▸ EXERCISE: Go through the records below and show every line with the string "Sync".

Stored data entries:
--*--

//! Prefabs: named template entities.
//!
//! A [`Prefab`] holds one instance of each of its component types. Entities
//! created from a prefab start as copies of those components and remember
//! the prefab as their parent, which lets the persistence layer store only
//! what differs from it.

use std::fmt;

use crate::component::{Component, ComponentTypeId, ErasedComponent};

/// A named template entity.
pub struct Prefab {
    name: String,
    components: Vec<Box<dyn ErasedComponent>>,
}

impl Prefab {
    /// Create an empty prefab. `name` is the URI entities refer to it by.
    #[must_use]
    pub fn new(name: impl Into<String>) -> Self {
        Self {
            name: name.into(),
            components: Vec::new(),
        }
    }

    /// Add (or replace) a component, builder style.
    #[must_use]
    pub fn with<C: Component>(mut self, component: C) -> Self {
        self.insert(Box::new(component));
        self
    }

    /// Add a component, replacing any existing one of the same type in place.
    pub fn insert(&mut self, component: Box<dyn ErasedComponent>) {
        let type_id = component.component_type();
        match self
            .components
            .iter_mut()
            .find(|existing| existing.component_type() == type_id)
        {
            Some(slot) => *slot = component,
            None => self.components.push(component),
        }
    }

    #[must_use]
    pub fn name(&self) -> &str {
        &self.name
    }

    /// Components in insertion order.
    pub fn components(&self) -> impl Iterator<Item = &dyn ErasedComponent> {
        self.components.iter().map(|component| &**component)
    }

    #[must_use]
    pub fn component(&self, type_id: ComponentTypeId) -> Option<&dyn ErasedComponent> {
        self.components()
            .find(|component| component.component_type() == type_id)
    }

    #[must_use]
    pub fn get<C: Component>(&self) -> Option<&C> {
        self.component(C::component_type_id())
            .and_then(|component| component.downcast_ref::<C>())
    }

    /// Fresh copies of every component, for instantiating an entity.
    #[must_use]
    pub fn instantiate(&self) -> Vec<Box<dyn ErasedComponent>> {
        self.components
            .iter()
            .map(|component| component.clone_boxed())
            .collect()
    }
}

impl Clone for Prefab {
    fn clone(&self) -> Self {
        Self {
            name: self.name.clone(),
            components: self.instantiate(),
        }
    }
}

impl fmt::Debug for Prefab {
    fn fmt(&self, f: &mut fmt::Formatter<'_>) -> fmt::Result {
        f.debug_struct("Prefab")
            .field("name", &self.name)
            .field("components", &self.components)
            .finish()
    }
}
//! Core [`Component`] trait, its type-erased counterpart and type identity.
//!
//! Components are plain Rust structs. The typed [`Component`] trait is what
//! game code implements; [`ErasedComponent`] is the object-safe view used by
//! entity storage, prefabs and the persistence layer, which only ever see
//! `dyn ErasedComponent` and dispatch through metadata tables.
//!
//! ## Type Identity
//!
//! [`ComponentTypeId`] is derived from the component's **string name** using
//! the FNV-1a 64-bit hash algorithm. It is deterministic across processes,
//! which lets persisted data refer to component types by name.

use std::any::Any;
use std::fmt;

use serde::{Deserialize, Serialize};

/// A unique identifier for a component type, derived from its string name
/// using the FNV-1a 64-bit hash algorithm.
#[derive(Debug, Clone, Copy, PartialEq, Eq, Hash, Serialize, Deserialize, PartialOrd, Ord)]
pub struct ComponentTypeId(pub u64);

impl ComponentTypeId {
    /// FNV-1a 64-bit offset basis.
    const FNV_OFFSET_BASIS: u64 = 0xcbf2_9ce4_8422_2325;

    /// FNV-1a 64-bit prime.
    const FNV_PRIME: u64 = 0x0100_0000_01b3;

    /// Compute the [`ComponentTypeId`] from a component's string name.
    ///
    /// ```text
    /// hash = 0xcbf29ce484222325
    /// for each byte in name.as_bytes():
    ///     hash = (hash XOR byte) * 0x00000100000001b3
    /// ```
    #[must_use]
    pub const fn from_name(name: &str) -> Self {
        let bytes = name.as_bytes();
        let mut hash = Self::FNV_OFFSET_BASIS;
        let mut i = 0;
        while i < bytes.len() {
            hash ^= bytes[i] as u64;
            hash = hash.wrapping_mul(Self::FNV_PRIME);
            i += 1;
        }
        Self(hash)
    }

    /// Compute the [`ComponentTypeId`] for a Rust component type `T`.
    #[must_use]
    pub fn of<T: Component>() -> Self {
        Self::from_name(T::type_name())
    }
}

impl fmt::Display for ComponentTypeId {
    fn fmt(&self, f: &mut fmt::Formatter<'_>) -> fmt::Result {
        write!(f, "{:#018x}", self.0)
    }
}

/// The typed component trait.
///
/// Components must be cloneable (prefab instantiation copies them),
/// default-constructible (the decoder builds fresh instances before applying
/// fields onto them) and `Send + Sync`.
///
/// # Examples
///
/// ```rust
/// use engine_component::Component;
///
/// #[derive(Debug, Clone, Default, PartialEq)]
/// struct Health {
///     current: f32,
///     max: f32,
/// }
///
/// impl Component for Health {
///     fn type_name() -> &'static str { "Health" }
/// }
/// ```
pub trait Component: Clone + Default + Send + Sync + 'static {
    /// A human-readable, process-stable name for this component type.
    fn type_name() -> &'static str;

    /// Returns the [`ComponentTypeId`] for this component.
    fn component_type_id() -> ComponentTypeId {
        ComponentTypeId::from_name(Self::type_name())
    }
}

/// Object-safe view of a component.
///
/// Implemented for every [`Component`] through a blanket impl; there is no
/// reason to implement it by hand.
pub trait ErasedComponent: Send + Sync + 'static {
    /// The [`ComponentTypeId`] of the concrete type.
    fn component_type(&self) -> ComponentTypeId;

    /// The registered name of the concrete type.
    fn component_name(&self) -> &'static str;

    /// Clone into a new heap allocation.
    fn clone_boxed(&self) -> Box<dyn ErasedComponent>;

    fn as_any(&self) -> &dyn Any;

    fn as_any_mut(&mut self) -> &mut dyn Any;
}

impl<T: Component> ErasedComponent for T {
    fn component_type(&self) -> ComponentTypeId {
        T::component_type_id()
    }

    fn component_name(&self) -> &'static str {
        T::type_name()
    }

    fn clone_boxed(&self) -> Box<dyn ErasedComponent> {
        Box::new(self.clone())
    }

    fn as_any(&self) -> &dyn Any {
        self
    }

    fn as_any_mut(&mut self) -> &mut dyn Any {
        self
    }
}

impl dyn ErasedComponent {
    /// Downcast to a concrete component type.
    #[must_use]
    pub fn downcast_ref<T: Component>(&self) -> Option<&T> {
        self.as_any().downcast_ref::<T>()
    }

    /// Mutably downcast to a concrete component type.
    #[must_use]
    pub fn downcast_mut<T: Component>(&mut self) -> Option<&mut T> {
        self.as_any_mut().downcast_mut::<T>()
    }
}

impl fmt::Debug for dyn ErasedComponent {
    fn fmt(&self, f: &mut fmt::Formatter<'_>) -> fmt::Result {
        f.debug_struct("ErasedComponent")
            .field("type", &self.component_name())
            .finish()
    }
}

--*--

▸ WRITTEN ANSWER:
/// fields onto them) and `Send + Sync`.
pub trait Component: Clone + Default + Send + Sync + 'static {
pub trait ErasedComponent: Send + Sync + 'static {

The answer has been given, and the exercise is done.